►

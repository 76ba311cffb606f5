//! Pipeline orchestrator wiring the engine to its collaborators.
//!
//! One utterance channel is fed by the speech-to-text capability and by
//! manual text injection; a single worker drains it in arrival order and
//! runs each utterance through the engine. All spoken output — turn
//! replies and asynchronous announcements such as the focus timer — goes
//! through one single-consumer speech queue, so playback never overlaps.
//!
//! Stopping is cooperative: a [`CancellationToken`] observed by the
//! capture capability, the worker and the speech queue.

use crate::capability::{SpeechToText, TextToSpeech};
use crate::config::WakeConfig;
use crate::engine::Engine;
use crate::error::{AssistantError, Result};
use crate::pipeline::messages::{PipelineEvent, Utterance, UtteranceSource};
use std::sync::Arc;
use std::time::{Duration, Instant};
use tokio::sync::{broadcast, mpsc};
use tokio::task::JoinHandle;
use tokio_util::sync::CancellationToken;
use tracing::{info, warn};

/// Utterance channel depth; recognition is slow compared to processing,
/// so a short buffer is plenty.
const UTTERANCE_CHANNEL_SIZE: usize = 16;

/// Event fan-out buffer for frontends.
const EVENT_CHANNEL_SIZE: usize = 64;

/// Wake-word gating over recognized speech.
///
/// An utterance is admitted when it names the assistant (a leading alias
/// is stripped) or when the conversation is still hot — a previous
/// exchange happened within the active window. Ignored utterances never
/// reach the engine.
#[derive(Debug)]
pub struct WakeGate {
    enabled: bool,
    aliases: Vec<String>,
    active_window: Duration,
    last_interaction: Option<Instant>,
}

impl WakeGate {
    #[must_use]
    pub fn new(config: &WakeConfig) -> Self {
        Self {
            enabled: config.enabled,
            aliases: config.aliases.iter().map(|a| a.to_lowercase()).collect(),
            active_window: Duration::from_secs(config.active_window_secs),
            last_interaction: None,
        }
    }

    /// Admit or reject recognized speech. Returns the text to process,
    /// with a leading alias stripped.
    pub fn admit(&mut self, text: &str) -> Option<String> {
        let trimmed = text.trim();
        if trimmed.is_empty() {
            return None;
        }
        if !self.enabled {
            self.last_interaction = Some(Instant::now());
            return Some(trimmed.to_owned());
        }

        let lowered = trimmed.to_lowercase();
        let has_alias = self.aliases.iter().any(|a| lowered.contains(a.as_str()));
        let conversation_active = self
            .last_interaction
            .is_some_and(|t| t.elapsed() < self.active_window);

        if !has_alias && !conversation_active {
            info!(text = trimmed, "ignored utterance without wake word");
            return None;
        }

        let mut result = trimmed.to_owned();
        if has_alias {
            for alias in &self.aliases {
                if lowered.starts_with(alias.as_str()) {
                    // Slice the lowered copy: the alias is a prefix of it
                    // by construction, so the boundary is always valid.
                    result = lowered[alias.len()..].trim().to_owned();
                    break;
                }
            }
        }
        if result.is_empty() {
            // A bare alias wakes the conversation but carries no command.
            self.last_interaction = Some(Instant::now());
            return None;
        }
        self.last_interaction = Some(Instant::now());
        Some(result)
    }
}

/// Handle to a running pipeline.
pub struct PipelineCoordinator {
    utterance_tx: mpsc::Sender<Utterance>,
    events: broadcast::Sender<PipelineEvent>,
    cancel: CancellationToken,
    worker: JoinHandle<()>,
    speech_worker: JoinHandle<()>,
}

impl PipelineCoordinator {
    /// Start the pipeline.
    ///
    /// `speech_rx` is the consumer side of the speech queue whose sender
    /// was handed to the dispatcher; `stt` is optional — a text-only
    /// frontend runs on [`inject_text`](Self::inject_text) alone.
    pub fn start(
        mut engine: Engine,
        wake: &WakeConfig,
        stt: Option<Arc<dyn SpeechToText>>,
        tts: Arc<dyn TextToSpeech>,
        mut speech_rx: mpsc::Receiver<String>,
        speech_tx: mpsc::Sender<String>,
    ) -> Result<Self> {
        let cancel = CancellationToken::new();
        let (utterance_tx, mut utterance_rx) = mpsc::channel::<Utterance>(UTTERANCE_CHANNEL_SIZE);
        let (events, _) = broadcast::channel(EVENT_CHANNEL_SIZE);

        // Speech capture, if wired: recognized text flows into the same
        // utterance channel as manual input.
        if let Some(stt) = stt {
            let (text_tx, mut text_rx) = mpsc::channel::<String>(UTTERANCE_CHANNEL_SIZE);
            let (level_tx, mut level_rx) = mpsc::channel::<u8>(EVENT_CHANNEL_SIZE);
            stt.start(text_tx, Some(level_tx), cancel.child_token())?;

            let forward_tx = utterance_tx.clone();
            let forward_cancel = cancel.clone();
            tokio::spawn(async move {
                loop {
                    tokio::select! {
                        () = forward_cancel.cancelled() => break,
                        maybe = text_rx.recv() => match maybe {
                            Some(text) => {
                                if forward_tx.send(Utterance::speech(text)).await.is_err() {
                                    break;
                                }
                            }
                            None => break,
                        },
                    }
                }
            });

            let level_events = events.clone();
            let level_cancel = cancel.clone();
            tokio::spawn(async move {
                loop {
                    tokio::select! {
                        () = level_cancel.cancelled() => break,
                        maybe = level_rx.recv() => match maybe {
                            Some(level) => {
                                let _ = level_events.send(PipelineEvent::MicLevel(level));
                            }
                            None => break,
                        },
                    }
                }
            });
        }

        // The worker: strictly one utterance at a time, in arrival order.
        let mut wake_gate = WakeGate::new(wake);
        let worker_events = events.clone();
        let worker_cancel = cancel.clone();
        let worker_speech_tx = speech_tx;
        let worker = tokio::spawn(async move {
            loop {
                tokio::select! {
                    () = worker_cancel.cancelled() => break,
                    maybe = utterance_rx.recv() => {
                        let Some(utterance) = maybe else { break };
                        let text = match utterance.source {
                            UtteranceSource::Speech => match wake_gate.admit(&utterance.text) {
                                Some(text) => text,
                                None => continue,
                            },
                            UtteranceSource::Manual => utterance.text.trim().to_owned(),
                        };
                        if text.is_empty() {
                            continue;
                        }

                        let _ = worker_events.send(PipelineEvent::UserText(text.clone()));
                        let replies = engine.process_utterance(&text).await;
                        for reply in replies {
                            let _ = worker_events.send(PipelineEvent::AssistantText(reply.clone()));
                            if worker_speech_tx.send(reply).await.is_err() {
                                warn!("speech queue closed");
                            }
                        }
                    }
                }
            }
            info!("pipeline worker stopped");
        });

        // The speech queue: one consumer, ordered playback.
        let speech_cancel = cancel.clone();
        let speech_worker = tokio::spawn(async move {
            loop {
                tokio::select! {
                    () = speech_cancel.cancelled() => break,
                    maybe = speech_rx.recv() => match maybe {
                        Some(text) => {
                            if let Err(e) = tts.speak(&text).await {
                                warn!(error = %e, "TTS failed");
                            }
                        }
                        None => break,
                    },
                }
            }
            info!("speech queue stopped");
        });

        Ok(Self {
            utterance_tx,
            events,
            cancel,
            worker,
            speech_worker,
        })
    }

    /// Queue typed input onto the same worker path as recognized speech.
    pub async fn inject_text(&self, text: impl Into<String>) -> Result<()> {
        self.utterance_tx
            .send(Utterance::manual(text.into()))
            .await
            .map_err(|_| AssistantError::Channel("pipeline worker is gone".to_owned()))
    }

    /// Subscribe to pipeline events.
    #[must_use]
    pub fn subscribe(&self) -> broadcast::Receiver<PipelineEvent> {
        self.events.subscribe()
    }

    /// Stop the pipeline and wait for both workers to finish.
    pub async fn shutdown(self) {
        self.cancel.cancel();
        let _ = self.events.send(PipelineEvent::Stopped);
        let _ = self.worker.await;
        let _ = self.speech_worker.await;
    }
}
//! Text console frontend for the petra engine.
//!
//! Reads utterances line-by-line from stdin and prints the assistant's
//! replies — the same serialized worker path a speech frontend uses, with
//! a print-to-stdout "voice". Useful for exercising the full command
//! pipeline without any audio stack.

use async_trait::async_trait;
use petra::capability::TextToSpeech;
use petra::config::{
    self, AssistantConfig, FallbackMode, default_config_path, default_lexicon_path,
    default_memory_path, default_notes_dir,
};
use petra::dispatcher::Dispatcher;
use petra::engine::Engine;
use petra::error::Result;
use petra::fallback::{Fallback, fuzzy::FuzzyMatcher, nlu::NluInterpreter};
use petra::lexicon::Lexicon;
use petra::llm::HttpCompletion;
use petra::memory::FactStore;
use petra::notes::NotesStore;
use petra::pipeline::coordinator::PipelineCoordinator;
use petra::system::{DesktopControl, HttpIotTransport};
use std::sync::Arc;
use std::time::Duration;
use tokio::io::{AsyncBufReadExt, BufReader};
use tokio::sync::mpsc;

/// Speech output that prints to stdout.
struct ConsoleVoice;

#[async_trait]
impl TextToSpeech for ConsoleVoice {
    async fn speak(&self, text: &str) -> Result<()> {
        println!("petra: {text}");
        Ok(())
    }
}

#[tokio::main]
async fn main() -> anyhow::Result<()> {
    tracing_subscriber::fmt()
        .with_writer(std::io::stderr)
        .with_env_filter(
            tracing_subscriber::EnvFilter::try_from_default_env()
                .unwrap_or_else(|_| tracing_subscriber::EnvFilter::new("info")),
        )
        .init();

    let root = config::default_root_dir();
    let config = AssistantConfig::load_or_default(&default_config_path(&root))?;
    let lexicon = Lexicon::load(&default_lexicon_path(&root))?;
    tracing::info!(
        entries = lexicon.entries.len(),
        sequences = lexicon.sequences.len(),
        devices = lexicon.iot_devices.len(),
        "lexicon loaded"
    );

    let facts = Arc::new(FactStore::open(&default_memory_path(&root))?);
    let notes = NotesStore::new(default_notes_dir(&root));
    let (speech_tx, speech_rx) = mpsc::channel::<String>(32);

    let mut dispatcher = Dispatcher::new(
        Arc::new(DesktopControl),
        Arc::new(HttpIotTransport::new()?),
        Arc::clone(&facts),
        notes,
        speech_tx.clone(),
        Duration::from_millis(config.engine.step_delay_ms),
    );

    let completion: Option<Arc<HttpCompletion>> = match config.fallback.mode {
        FallbackMode::Nlu => Some(Arc::new(HttpCompletion::new(&config.llm)?)),
        FallbackMode::Fuzzy => None,
    };

    let fallback = match &completion {
        Some(backend) => {
            dispatcher = dispatcher.with_completion(backend.clone());
            Fallback::Nlu(NluInterpreter::new(backend.clone()))
        }
        None => Fallback::Fuzzy(FuzzyMatcher::from_lexicon(&lexicon)),
    };

    let mut engine = Engine::new(&config, lexicon, fallback, dispatcher, facts);
    if let Some(backend) = completion {
        engine = engine.with_chat_backend(backend);
    }

    // Manual input bypasses the wake gate, so speech capture stays off.
    let coordinator = PipelineCoordinator::start(
        engine,
        &config.wake,
        None,
        Arc::new(ConsoleVoice),
        speech_rx,
        speech_tx,
    )?;

    println!("petra console — введіть команду (порожній рядок або Ctrl-D для виходу)");
    let mut lines = BufReader::new(tokio::io::stdin()).lines();
    while let Some(line) = lines.next_line().await? {
        let line = line.trim().to_owned();
        if line.is_empty() || line == "вихід" || line == "exit" {
            break;
        }
        coordinator.inject_text(line).await?;
        // Let the turn finish before prompting again; replies print from
        // the speech queue.
        tokio::time::sleep(Duration::from_millis(200)).await;
    }

    coordinator.shutdown().await;
    Ok(())
}
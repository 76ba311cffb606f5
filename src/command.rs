//! Structured commands produced by the matching stages.
//!
//! Every matching stage (fast matcher, fuzzy fallback, LLM NLU) normalizes
//! its result into a [`StructuredCommand`]: a closed, data-carrying
//! [`Intent`] plus the confirmation flag and an optional canned spoken
//! reply. The dispatcher consumes each command exactly once.

/// Window-management sub-action.
#[derive(Debug, Clone, Copy, PartialEq, Eq, serde::Serialize, serde::Deserialize)]
#[serde(rename_all = "snake_case")]
pub enum WindowAction {
    /// Minimize all windows / show the desktop.
    MinimizeAll,
}

/// A resolved user intent with its parameters.
///
/// The set is closed: anything the assistant cannot name here is either an
/// [`Intent::Acknowledge`] (an NLU-level intent answered with speech only)
/// or no command at all.
#[derive(Debug, Clone, PartialEq, Eq)]
pub enum Intent {
    /// "Що ти вмієш" — describe capabilities.
    Capabilities,
    /// "Як ти працюєш" — describe the assistant's architecture.
    Architecture,
    /// "Котра година" — speak the current time.
    CurrentTime,
    /// Open a configured lexicon entry (app, file, folder, website).
    OpenEntry { entry_id: String },
    /// Close a configured application.
    CloseApp { entry_id: String },
    /// Run an automation sequence.
    RunSequence { sequence_id: String },
    /// Trigger an IoT device action, with an optional numeric argument.
    IotAction {
        device_id: String,
        action_name: String,
        value: Option<i64>,
    },
    /// Start a focus timer for the given number of minutes.
    StartTimer { minutes: u64 },
    /// Stop the running focus timer.
    StopTimer,
    /// Window management action.
    Window { action: WindowAction },
    /// Start a notes-recording session.
    StartNotes,
    /// End the active notes-recording session.
    StopNotes,
    /// Analyze the latest note with the language model.
    AnalyzeNotes,
    /// Store a fact in long-term memory.
    RememberFact { text: String },
    /// Erase all stored facts.
    ClearMemory,
    /// Shut the computer down. Irreversible — gated behind confirmation.
    PowerOff,
    /// Suspend the computer. Irreversible — gated behind confirmation.
    Suspend,
    /// An NLU intent handled at the acknowledge level only: no capability
    /// call, the spoken reply carries the whole effect.
    Acknowledge { tag: String },
}

impl Intent {
    /// Stable string tag for logging and action journals.
    #[must_use]
    pub fn tag(&self) -> &str {
        match self {
            Self::Capabilities => "CAPABILITIES",
            Self::Architecture => "ARCHITECTURE",
            Self::CurrentTime => "CURRENT_TIME",
            Self::OpenEntry { .. } => "OPEN_ENTRY",
            Self::CloseApp { .. } => "CLOSE_APP",
            Self::RunSequence { .. } => "RUN_SEQUENCE",
            Self::IotAction { .. } => "IOT_ACTION",
            Self::StartTimer { .. } => "START_TIMER",
            Self::StopTimer => "STOP_TIMER",
            Self::Window { .. } => "WINDOW_MANAGEMENT",
            Self::StartNotes => "START_NOTES_SESSION",
            Self::StopNotes => "STOP_NOTES_SESSION",
            Self::AnalyzeNotes => "ANALYZE_NOTES",
            Self::RememberFact { .. } => "REMEMBER_FACT",
            Self::ClearMemory => "CLEAR_MEMORY",
            Self::PowerOff => "POWER_OFF",
            Self::Suspend => "SUSPEND",
            Self::Acknowledge { tag } => tag.as_str(),
        }
    }

    /// Intents that destroy state or cut the session short and therefore
    /// always pass through the confirmation gate.
    #[must_use]
    pub fn is_irreversible(&self) -> bool {
        matches!(self, Self::PowerOff | Self::Suspend)
    }
}

/// The normalized unit passed from matching into the gate and dispatcher.
#[derive(Debug, Clone, PartialEq, Eq)]
pub struct StructuredCommand {
    /// The resolved intent with its parameters.
    pub intent: Intent,
    /// Whether the source stage flagged this command for confirmation
    /// (the NLU sets this for privileged or ambiguous requests).
    pub confirmation_required: bool,
    /// Optional canned reply supplied by the source stage.
    pub spoken_reply: Option<String>,
}

impl StructuredCommand {
    /// A command with no confirmation flag and no canned reply.
    #[must_use]
    pub fn bare(intent: Intent) -> Self {
        Self {
            intent,
            confirmation_required: false,
            spoken_reply: None,
        }
    }

    /// Whether this command must pass through the confirmation gate.
    #[must_use]
    pub fn needs_confirmation(&self) -> bool {
        self.confirmation_required || self.intent.is_irreversible()
    }
}

#[cfg(test)]
mod tests {
    #![allow(clippy::unwrap_used, clippy::expect_used, clippy::panic)]

    use super::*;

    #[test]
    fn tags_are_stable() {
        assert_eq!(
            Intent::OpenEntry {
                entry_id: "telegram".into()
            }
            .tag(),
            "OPEN_ENTRY"
        );
        assert_eq!(Intent::PowerOff.tag(), "POWER_OFF");
        assert_eq!(
            Intent::Acknowledge {
                tag: "turn_on".into()
            }
            .tag(),
            "turn_on"
        );
    }

    #[test]
    fn power_and_suspend_are_irreversible() {
        assert!(Intent::PowerOff.is_irreversible());
        assert!(Intent::Suspend.is_irreversible());
        assert!(!Intent::CurrentTime.is_irreversible());
        assert!(!Intent::StopTimer.is_irreversible());
    }

    #[test]
    fn nlu_flag_forces_confirmation() {
        let mut cmd = StructuredCommand::bare(Intent::Acknowledge {
            tag: "remote_exec".into(),
        });
        assert!(!cmd.needs_confirmation());
        cmd.confirmation_required = true;
        assert!(cmd.needs_confirmation());
    }

    #[test]
    fn irreversible_intent_forces_confirmation() {
        let cmd = StructuredCommand::bare(Intent::Suspend);
        assert!(cmd.needs_confirmation());
    }
}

◄

## [Task item]
All lines above that contain "serde" are required in the answer.

## [Task result]
#[derive(Debug, Clone, Copy, PartialEq, Eq, serde::Serialize, serde::Deserialize)]
#[serde(rename_all = "snake_case")]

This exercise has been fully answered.